From the regulatory side, the EU AI Act includes the requirement to disclose copyrighted works as part of your training data, though it remains to be seen how this requirement will be used. In an attempt to strike a delicate balance between the two issues, the government of Japan has recently clarified that, in principle, it deems the inclusion of copyright-protected works in training data as “fair use”. At the same time, Japan has stated that AI-generated art that uses another artist's work outside of the purpose of personal use (e.g., commercial or others) may be capable of copyright infringement.

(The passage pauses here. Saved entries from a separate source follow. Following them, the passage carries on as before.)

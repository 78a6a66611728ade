//! Indicator parameters.

use insight_core::error::IndicatorError;
use serde::{Deserialize, Serialize};

/// Computation parameters for the indicator engine.
///
/// Every field is optional when deserialized; absent options fall back to
/// the defaults below.
#[derive(Debug, Clone, PartialEq, Serialize, Deserialize)]
#[serde(default)]
pub struct IndicatorParameters {
    /// RSI lookback (Wilder smoothing period)
    pub rsi_period: usize,
    /// MACD fast EMA span
    pub macd_fast: usize,
    /// MACD slow EMA span
    pub macd_slow: usize,
    /// MACD signal EMA span
    pub macd_signal: usize,
    /// Bollinger SMA window
    pub bollinger_period: usize,
    /// Bollinger band width in standard deviations
    pub bollinger_std_dev: f64,
    /// Simple moving average windows, also used for the trend chain
    pub ma_periods: Vec<usize>,
    /// Lookback for support/resistance extrema
    pub support_resistance_window: usize,
}

impl Default for IndicatorParameters {
    fn default() -> Self {
        Self {
            rsi_period: 14,
            macd_fast: 12,
            macd_slow: 26,
            macd_signal: 9,
            bollinger_period: 20,
            bollinger_std_dev: 2.0,
            ma_periods: vec![20, 50, 200],
            support_resistance_window: 20,
        }
    }
}

impl IndicatorParameters {
    /// Check every option.
    ///
    /// The engine never calls this: an invalid option there only makes the
    /// affected indicator unavailable. Configuration loading calls it so
    /// mistakes surface before any data is processed.
    pub fn validate(&self) -> Result<(), IndicatorError> {
        let positive = [
            ("rsi_period", self.rsi_period),
            ("macd_fast", self.macd_fast),
            ("macd_slow", self.macd_slow),
            ("macd_signal", self.macd_signal),
            ("support_resistance_window", self.support_resistance_window),
        ];
        for (name, value) in positive {
            if value == 0 {
                return Err(IndicatorError::InvalidParameter(format!(
                    "{name} must be greater than 0"
                )));
            }
        }

        if self.macd_fast >= self.macd_slow {
            return Err(IndicatorError::InvalidParameter(format!(
                "macd_fast ({}) must be less than macd_slow ({})",
                self.macd_fast, self.macd_slow
            )));
        }
        if self.bollinger_period < 2 {
            return Err(IndicatorError::InvalidParameter(
                "bollinger_period must be at least 2".into(),
            ));
        }
        if !(self.bollinger_std_dev.is_finite() && self.bollinger_std_dev > 0.0) {
            return Err(IndicatorError::InvalidParameter(
                "bollinger_std_dev must be a positive number".into(),
            ));
        }
        if self.ma_periods.is_empty() {
            return Err(IndicatorError::InvalidParameter(
                "ma_periods must list at least one period".into(),
            ));
        }
        if self.ma_periods.contains(&0) {
            return Err(IndicatorError::InvalidParameter(
                "ma_periods must not contain 0".into(),
            ));
        }

        Ok(())
    }
}

#[cfg(test)]
mod tests {
    use super::*;

    #[test]
    fn test_defaults_are_valid() {
        let params = IndicatorParameters::default();
        assert!(params.validate().is_ok());
        assert_eq!(params.ma_periods, vec![20, 50, 200]);
        assert_eq!(params.rsi_period, 14);
    }

    #[test]
    fn test_partial_deserialization_uses_defaults() {
        let params: IndicatorParameters =
            serde_json::from_str(r#"{"rsi_period": 9, "ma_periods": [10, 30]}"#).unwrap();

        assert_eq!(params.rsi_period, 9);
        assert_eq!(params.ma_periods, vec![10, 30]);
        assert_eq!(params.macd_slow, 26);
        assert_eq!(params.bollinger_std_dev, 2.0);
    }

    #[test]
    fn test_validation_failures() {
        let cases = [
            IndicatorParameters {
                rsi_period: 0,
                ..Default::default()
            },
            IndicatorParameters {
                macd_fast: 26,
                macd_slow: 12,
                ..Default::default()
            },
            IndicatorParameters {
                bollinger_period: 1,
                ..Default::default()
            },
            IndicatorParameters {
                bollinger_std_dev: -1.0,
                ..Default::default()
            },
            IndicatorParameters {
                ma_periods: vec![],
                ..Default::default()
            },
            IndicatorParameters {
                ma_periods: vec![20, 0],
                ..Default::default()
            },
        ];

        for params in cases {
            assert!(
                matches!(params.validate(), Err(IndicatorError::InvalidParameter(_))),
                "expected rejection for {params:?}"
            );
        }
    }
}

Using generative AI systems in the creative process raises two questions about who gets to hold the copyright, if anyone. The first is whether the machine itself can be listed as an “inventor” on a patent or a “creator” on a creative copyright. Regulators around the globe appear to be aligning that only a human inventor can be listed as the creator of intellectual property. Regulators and courts in the European Union, the United Kingdom and the United States have recently confirmed that creators and inventors have to be “humans” or “individuals”. An early Australian court ruling originally took the opposite view but was subsequently overturned by Australia’s Federal Court and brought in line internationally. The Canadian and British governments started inquiries into copyright protection for computer-generated works in 2021, but have not shown any intent to change existing patent laws for now.
The second question is at what point a human can claim copyright protection for works created with the (heavy) use of an AI system. The US Copyright Office in March 2023 clarified in new guidance that it is in principle possible for authors to receive copyright protections for works created using an AI system. The Office stresses, however, that the work is the claiming author’s “own original mental conception, to which [the author] gave visible form”. Put differently, publishing machine-generated works cannot receive copyright unless the author provides sufficient value added through own interpretation and re-arrangement. While intuitively understandable, this is a line that may become increasingly blurred with more sophisticated prompting. Arguably, the article received in response to a simple prompt fails the US Office’s test. It remains unclear whether a sophisticated multi-stage prompt that attaches the author’s prior work as a “style guide” will require many alterations to qualify as their own work.
Failure to reach an international consensus on the inclusion of copyright protected materials in training data or the eligibility for copyright protection may have unintended fragmentary consequences. For AI developers, jurisdictions such as Japan may be more attractive for the design and training of generative AI systems that benefit from access to copyright materials. For all authors, whether or not their works can be turned into artificial competition may severely affect their livelihoods. For creators using AI tools, differing positions on the appropriate safeguards against copyright infringement may raise liability risks. For consumers of protected works in turn, it may mean that authors stop the local dissemination of their works over concerns about their inclusion into generative AI systems that compete with their output.